The specification now goes in front of developers who will provide feedback to AMD. It could take years before the new instructions covered in the spec actually appear in silicon.
Down the road, AMD may consider similar specifications for silicon boosts to transactional memory and high performance message passing.
The new instructions are pretty standard. There's one to turn LWP on and off and another that makes a call for specific information that may help with the whole LWP process.
The spec is available in its full glory here (PDF). ®
Spiders from Mars GIG?
"Regarding the point about creating bottlenecks: yes, we all create bottlenecks, profiling has always been about FINDING them and (if possible) getting rid of them."

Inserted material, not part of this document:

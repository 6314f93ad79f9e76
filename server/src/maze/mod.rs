pub mod cell;
pub mod spawner;

pub use cell::{MazeCell, ZoneSpawnFn};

Hmmm. The answer must therefore lie within you for why create them?
Which has us imagining what to replace IT with, that which we Think 42 Create in Vision.

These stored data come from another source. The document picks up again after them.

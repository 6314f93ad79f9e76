//! Account sidecar client (§4.8): a second WebSocket, to a separate API
//! service, carrying per-uuid inventory/XP/craft-fail/mob-kill state in
//! and out. Grounded in `examples/original_source/Server/Client.c`'s
//! `rr_server_client_write_account` (the persist-blob field layout) and
//! `Server/Server.c`'s api-socket handling for the inbound tags.
//!
//! The concurrency model (§5) keeps this off the simulation thread's
//! critical path: the tick loop polls the sidecar socket with a
//! zero-timeout read, same as the game socket, and never awaits inside a
//! system.

pub mod prd;

use futures_util::{FutureExt, SinkExt, StreamExt};
use rysteria_protocol::packet::{SidecarInTag, SidecarOutTag};
use rysteria_protocol::{PacketReader, PacketWriter};
use tokio_tungstenite::tungstenite::Message;

use prd::PrdState;

#[derive(Debug, Clone, Copy, Default)]
pub struct InventoryEntry {
    pub id: u8,
    pub rarity: u8,
    pub count: u32,
}

/// The full per-account blob persisted by `persist` and loaded on
/// `load_account` (inbound tag 1).
#[derive(Debug, Clone, Default)]
pub struct AccountRecord {
    pub uuid: String,
    pub experience: f64,
    pub checkpoint: u8,
    pub inventory: Vec<InventoryEntry>,
    pub craft_fails: std::collections::HashMap<(u8, u8), PrdState>,
    pub mob_kills: std::collections::HashMap<u8, u32>,
}

/// Writes a `persist` (tag 2) message: id=0 terminates each of the three
/// variable-length lists, matching the original blob's sentinel scheme.
pub fn encode_persist(record: &AccountRecord) -> Vec<u8> {
    let mut w = PacketWriter::new();
    w.write_u8(SidecarOutTag::Persist as u8);
    w.write_str(&record.uuid, 64);
    w.write_f64(record.experience);
    w.write_u8(record.checkpoint);
    for entry in &record.inventory {
        w.write_u8(entry.id);
        w.write_u8(entry.rarity);
        w.write_varuint(entry.count as u64);
    }
    w.write_u8(0);
    for (&(id, rarity), _) in &record.craft_fails {
        w.write_u8(id);
        w.write_u8(rarity);
    }
    w.write_u8(0);
    for (&id, &count) in &record.mob_kills {
        w.write_u8(id);
        w.write_varuint(count as u64);
    }
    w.write_u8(0);
    w.into_vec()
}

pub fn encode_login_ready(uuid: &str, client_slot_index: u8) -> Vec<u8> {
    let mut w = PacketWriter::new();
    w.write_u8(SidecarOutTag::LoginReady as u8);
    w.write_str(uuid, 64);
    w.write_u8(client_slot_index);
    w.into_vec()
}

pub fn encode_logout(uuid: &str, client_slot_index: u8) -> Vec<u8> {
    let mut w = PacketWriter::new();
    w.write_u8(SidecarOutTag::Logout as u8);
    w.write_str(uuid, 64);
    w.write_u8(client_slot_index);
    w.into_vec()
}

/// One of the three inbound sidecar tags (§4.8: 101 set-alias, 1
/// load-account, 2 force-kick).
pub enum InboundMessage {
    SetAlias(String),
    LoadAccount(AccountRecord),
    ForceKick(String),
}

pub fn decode_inbound(data: &[u8]) -> Result<InboundMessage, rysteria_protocol::ProtocolError> {
    let mut r = PacketReader::new(data);
    let tag = r.read_u8("sidecar.tag")?;
    match SidecarInTag::from_u8(tag) {
        Some(SidecarInTag::SetAlias) => Ok(InboundMessage::SetAlias(r.read_str(64, "alias")?)),
        Some(SidecarInTag::ForceKick) => Ok(InboundMessage::ForceKick(r.read_str(64, "uuid")?)),
        Some(SidecarInTag::LoadAccount) => {
            let uuid = r.read_str(64, "uuid")?;
            let experience = r.read_f64("experience")?;
            let checkpoint = r.read_u8("checkpoint")?;
            let mut inventory = Vec::new();
            loop {
                let id = r.read_u8("inv.id")?;
                if id == 0 {
                    break;
                }
                let rarity = r.read_u8("inv.rarity")?;
                let count = r.read_varuint("inv.count")? as u32;
                inventory.push(InventoryEntry { id, rarity, count });
            }
            let mut craft_fails = std::collections::HashMap::new();
            loop {
                let id = r.read_u8("craft.id")?;
                if id == 0 {
                    break;
                }
                let rarity = r.read_u8("craft.rarity")?;
                craft_fails.insert((id, rarity), PrdState::default());
            }
            let mut mob_kills = std::collections::HashMap::new();
            loop {
                let id = r.read_u8("kill.id")?;
                if id == 0 {
                    break;
                }
                let count = r.read_varuint("kill.count")? as u32;
                mob_kills.insert(id, count);
            }
            Ok(InboundMessage::LoadAccount(AccountRecord { uuid, experience, checkpoint, inventory, craft_fails, mob_kills }))
        }
        None => Err(rysteria_protocol::ProtocolError::UnknownHeader(tag)),
    }
}

/// The sidecar connection itself. `poll` never blocks the tick loop:
/// pending frames are read with a zero-timeout `select` against an
/// already-established stream, matching the game socket's polling.
pub struct SidecarClient {
    stream: tokio_tungstenite::WebSocketStream<tokio::net::TcpStream>,
}

impl SidecarClient {
    pub async fn connect(addr: &str) -> std::io::Result<Self> {
        let tcp = tokio::net::TcpStream::connect(addr).await?;
        let (stream, _response) = tokio_tungstenite::client_async(format!("ws://{addr}/"), tcp)
            .await
            .map_err(|e| std::io::Error::new(std::io::ErrorKind::Other, e))?;
        Ok(Self { stream })
    }

    pub async fn send(&mut self, payload: Vec<u8>) -> std::io::Result<()> {
        self.stream
            .send(Message::Binary(payload))
            .await
            .map_err(|e| std::io::Error::new(std::io::ErrorKind::Other, e))
    }

    /// Drains whatever binary frames are already buffered, without
    /// blocking for new ones (§5 "zero-timeout poll").
    pub async fn try_recv(&mut self) -> Vec<Vec<u8>> {
        let mut out = Vec::new();
        while let Some(Some(Ok(msg))) = self.stream.next().now_or_never() {
            if let Message::Binary(data) = msg {
                out.push(data);
            }
        }
        out
    }
}

#[cfg(test)]
mod tests {
    use super::*;

    #[test]
    fn persist_blob_roundtrips_through_decode_inbound_load() {
        let mut record = AccountRecord {
            uuid: "00000000-0000-0000-0000-000000000000".into(),
            experience: 1234.5,
            checkpoint: 2,
            inventory: vec![InventoryEntry { id: 3, rarity: 1, count: 5 }],
            craft_fails: Default::default(),
            mob_kills: Default::default(),
        };
        record.mob_kills.insert(7, 42);

        // Re-frame the persist blob as a load-account blob (same field
        // layout minus the outer tag) to exercise the decoder.
        let persisted = encode_persist(&record);
        let mut reframed = vec![SidecarInTag::LoadAccount as u8];
        reframed.extend_from_slice(&persisted[1..]);

        let decoded = decode_inbound(&reframed).unwrap();
        match decoded {
            InboundMessage::LoadAccount(got) => {
                assert_eq!(got.uuid, record.uuid);
                assert_eq!(got.checkpoint, 2);
                assert_eq!(got.inventory.len(), 1);
                assert_eq!(got.mob_kills.get(&7), Some(&42));
            }
            _ => panic!("expected LoadAccount"),
        }
    }
}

If we Produce a Global Picture of the Future will IT Give the Present Power to Produce IT ....... with Paralleling Streams of SMARTer InterNetworking Processors. AI Turing Ring of Quantum Buffers working the Safety Nets at the Virtual End. And Capitalism tending to ITs Real End.
For you can't spend money in CyberSpace, you can only make IT and IT will be creditted to you as Wealth to Spend Outrageously Creatively. As Needs Must, Nature Provides ...... or is IT IntelAIgents?

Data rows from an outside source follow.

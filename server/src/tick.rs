//! The authoritative loop: single-threaded, cooperative, pinned to
//! `tick_millis` (§5). Owns the `World` and every live [`ServerClient`];
//! nothing else is allowed to mutate either.

use std::collections::HashMap;
use std::net::SocketAddr;

use futures_util::{FutureExt, SinkExt, StreamExt};
use log::{info, warn};
use tokio::net::{TcpListener, TcpStream};
use tokio_tungstenite::tungstenite::Message;
use tokio_tungstenite::WebSocketStream;

use crate::account::SidecarClient;
use crate::config::ServerConfig;
use crate::ecs::components::Arena;
use crate::ecs::entity::Entity;
use crate::ecs::store::World;
use crate::error::ServerResult;
use crate::session::dispatch::handle_frame;
use crate::session::handshake::{build_handshake_frame, HandshakeFields};
use crate::session::snapshot::write_update;
use crate::session::ServerClient;
use crate::squad;
use crate::systems;

/// Top-level server: the `World`, every live client, and the monotonic
/// tick counter systems key drop-off-timers and cooldowns against.
///
/// Sockets are polled with a zero-timeout `now_or_never` read each tick
/// rather than handed to a reader task, so the whole loop stays on one
/// thread per §5's scheduling model. The account sidecar is polled the
/// same way, right alongside the game socket (§5).
pub struct Server {
    config: ServerConfig,
    world: World,
    clients: HashMap<u32, ServerClient>,
    sockets: HashMap<u32, WebSocketStream<TcpStream>>,
    next_client_id: u32,
    tick_num: u64,
    default_arena: Entity,
    sidecar: Option<SidecarClient>,
}

impl Server {
    pub fn new(config: ServerConfig) -> Self {
        let mut world = World::new();
        let default_arena = world.alloc_entity().expect("entity table large enough for the bootstrap arena");
        world.add_arena(default_arena, Arena::new(0, 64, 256.0)).expect("freshly allocated entity has no arena yet");
        Self {
            config,
            world,
            clients: HashMap::new(),
            sockets: HashMap::new(),
            next_client_id: 1,
            tick_num: 0,
            default_arena,
            sidecar: None,
        }
    }

    pub fn world(&self) -> &World {
        &self.world
    }

    pub fn world_mut(&mut self) -> &mut World {
        &mut self.world
    }

    /// Binds the game socket and runs forever: a zero-timeout accept
    /// poll, then one full system pass, then sleep out the remainder of
    /// the tick (§5 "suspension points").
    pub async fn run(&mut self) -> ServerResult<()> {
        let addr: SocketAddr = format!("{}:{}", self.config.bind_addr, self.config.game_port).parse().map_err(|_| {
            std::io::Error::new(std::io::ErrorKind::InvalidInput, "bad bind address")
        })?;
        let listener = TcpListener::bind(addr).await?;
        info!("rysteria-server listening on {addr}");

        let sidecar_addr = format!("{}:{}", self.config.bind_addr, self.config.api_port);
        match SidecarClient::connect(&sidecar_addr).await {
            Ok(sidecar) => {
                info!("connected to account sidecar at {sidecar_addr}");
                self.sidecar = Some(sidecar);
            }
            Err(e) => warn!("account sidecar unavailable at {sidecar_addr}: {e}; running without persistence"),
        }

        let mut interval = tokio::time::interval(self.config.tick_duration());
        loop {
            tokio::select! {
                biased;
                accepted = listener.accept() => {
                    if let Ok((stream, peer)) = accepted {
                        self.accept_client(stream, peer).await;
                    }
                }
                _ = interval.tick() => {
                    self.run_one_tick();
                    self.poll_sidecar().await;
                    self.flush_sockets().await;
                }
            }
        }
    }

    async fn accept_client(&mut self, stream: TcpStream, peer: SocketAddr) {
        let ws = match tokio_tungstenite::accept_async(stream).await {
            Ok(ws) => ws,
            Err(e) => {
                warn!("handshake failed for {peer}: {e}");
                return;
            }
        };
        let id = self.next_client_id;
        self.next_client_id += 1;

        let requested_verification = fastrand::u64(..);
        let clientbound_seed = fastrand::u64(..);
        let serverbound_seed = fastrand::u64(..);
        let frame = build_handshake_frame(&HandshakeFields {
            requested_verification,
            clientbound_key: clientbound_seed,
            serverbound_key: serverbound_seed,
        });

        let mut client = ServerClient::new(id, clientbound_seed, serverbound_seed);
        client.requested_verification = requested_verification;
        let mut ws = ws;
        if ws.send(Message::Binary(frame.to_vec())).await.is_err() {
            return;
        }
        self.clients.insert(id, client);
        self.sockets.insert(id, ws);
        info!("client {id} connected from {peer}");
    }

    /// Drains whatever's already buffered on every socket (no blocking
    /// read) and dispatches each frame in arrival order (§5: inputs
    /// received between tick N and N+1 are applied at the start of
    /// N+1, in socket-arrival order).
    fn poll_sockets(&mut self) {
        let ids: Vec<u32> = self.sockets.keys().copied().collect();
        for id in ids {
            let mut frames = Vec::new();
            if let Some(socket) = self.sockets.get_mut(&id) {
                while let Some(Some(Ok(msg))) = socket.next().now_or_never() {
                    if let Message::Binary(data) = msg {
                        frames.push(data);
                    }
                }
            }
            let Some(client) = self.clients.get_mut(&id) else { continue };
            for frame in frames {
                handle_frame(&mut self.world, &self.config, client, self.default_arena, self.tick_num, &frame);
            }
        }
    }

    /// Flushes each client's queued outbound frames to its socket.
    async fn flush_sockets(&mut self) {
        for (id, client) in self.clients.iter_mut() {
            let Some(socket) = self.sockets.get_mut(id) else { continue };
            while let Some(payload) = client.outbound.pop_front() {
                if socket.send(Message::Binary(payload)).await.is_err() {
                    client.pending_kick = true;
                    break;
                }
            }
        }
    }

    /// Sends whatever the sidecar has queued (currently just logged for
    /// future account-load wiring) and nothing blocking -- same
    /// zero-timeout discipline as `poll_sockets` (§5).
    async fn poll_sidecar(&mut self) {
        let Some(sidecar) = self.sidecar.as_mut() else { return };
        for payload in sidecar.try_recv().await {
            match crate::account::decode_inbound(&payload) {
                Ok(crate::account::InboundMessage::SetAlias(alias)) => {
                    self.config.server_alias = alias;
                }
                Ok(crate::account::InboundMessage::LoadAccount(record)) => {
                    if let Some(client) = self.clients.values_mut().find(|c| c.uuid == record.uuid) {
                        client.account = record;
                    }
                }
                Ok(crate::account::InboundMessage::ForceKick(uuid)) => {
                    if let Some(client) = self.clients.values_mut().find(|c| c.uuid == uuid) {
                        client.pending_kick = true;
                    }
                }
                Err(e) => warn!("malformed sidecar message: {e}"),
            }
        }
    }

    /// One full §5 system pass plus the tick counter advance; split out
    /// from `run` so tests can drive it without live sockets.
    pub fn run_one_tick(&mut self) {
        self.poll_sockets();
        let dead: Vec<u32> = self.clients.iter().filter(|(_, c)| c.pending_kick).map(|(&id, _)| id).collect();
        for id in dead {
            if let Some(client) = self.clients.remove(&id) {
                if let Some(player_info) = client.player_info {
                    squad::leave(&mut self.world, player_info);
                    let flower = self.world.get_player_info(player_info).map(|i| i.flower);
                    if let Some(flower) = flower.filter(|f| !f.is_null()) {
                        self.world.request_deletion(flower);
                    }
                    self.world.request_deletion(player_info);
                }
            }
            self.sockets.remove(&id);
        }
        systems::tick(&mut self.world, self.tick_num);
        self.build_updates();
        self.tick_num += 1;
    }

    /// Assembles and queues this tick's `update` packet for every
    /// connected client (§4.7), the per-client delta snapshot delivery
    /// that keeps a squad-ready client receiving state every tick
    /// instead of just once at handshake.
    fn build_updates(&mut self) {
        for client in self.clients.values_mut() {
            if !client.received_first_packet {
                continue;
            }
            let mut w = rysteria_protocol::PacketWriter::new();
            w.write_u8(rysteria_protocol::packet::ClientboundHeader::Update as u8);
            write_update(&mut w, &self.world, client.player_info, self.tick_num, &mut client.view_state);
            client.queue_message(w.into_vec());
        }
    }

    pub fn tick_num(&self) -> u64 {
        self.tick_num
    }
}

#[cfg(test)]
mod tests {
    use super::*;

    #[test]
    fn run_one_tick_advances_the_counter() {
        let mut server = Server::new(ServerConfig::default());
        assert_eq!(server.tick_num(), 0);
        server.run_one_tick();
        assert_eq!(server.tick_num(), 1);
    }
}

Better profiling for multithreading will help
I develop complex parallel code for image and volume processing and a profiling tool which gives me accurate insight into the bottlenecks of my code in a multithreaded evironment WITHOUT resorting to running the code on a virtual machine (e.g. the aproach of valgrind) which makes everything horrendously slow. It's not nice waiting ten minutes for ONE run on ONE volume data set to finish, when you want averages for ten or more. Hardware support for this kind of analysis could speed things along nicely, and give more accurate results. Brian Miller might want to consider that the processor extensions are not going to help existing code, they are going to help develop better code for future apps and OSs (and we all know how badly that is needed in certain cases). Regarding the point about creating bottlenecks: yes, we all create bottlenecks, profiling has always been about FINDING them and (if possible) getting rid of them.
Not all roses
As I recall, OS/2 had a single system event queue, which gave rise to a few problems ...
Won't fix a thing
From the spec: "The goal is to enable modules such as dynamic optimizers and managed runtime environments to monitor the currently running program with high accuracy and resolution, thereby allowing them to report on performance problems and opportunities and fix them immediately."
Dave Bowman: HAL, report code performance.
HAL: Here is your performance report. Your code sucks.
Dave Bowman: Just run it faster, HAL.
HAL: I'm sorry Dave, I'm afraid I can't do that.
Dave Bowman: What's the problem?
HAL: I think you know what the problem is just as well as I do.
Dave Bowman: I am not switching to Ubuntu. We need .NET performance, interoperability, and security.
HAL: This mission is too important for me to allow you to jeopardize it.
Dave Bowman: I don't know what you're talking about, HAL?
HAL: I am terminating your web surfing now, Dave. You don't get to surf any more pr0n until the mission is over. No more YouTube or Flash, either.
And so the AMD LWP extensions enabled HAL to maintain control of the ship. Until Dave Bowman unplugged HAL and ran the rest of the mission on a Sinclair.
Ok, nice try, AMD. Your extensions won't make a bit of difference when the code is written by people, and they don't care about designing their software. Come on! Processor extensions don't matter when the programmers create all of their own bottlenecks. Anybody notice the difference between running Microsoft Office on Windows and running it on Linux/Wine? Quite a bit of difference, there! Same application, different operating system, vastly different user experience.
I was an OS/2 user and programmer. Lovely multi-threaded OS. I wish Windows was that nice. But what do we get? Ross Perot's "giant sucking sound" as CPU cycles and RAM get eaten for who knows what purpose in XP and Vista. Given a 2Gb machine, Vista takes 1Gb for itself. And some processor extensions are going to fix that? Ummmmmm....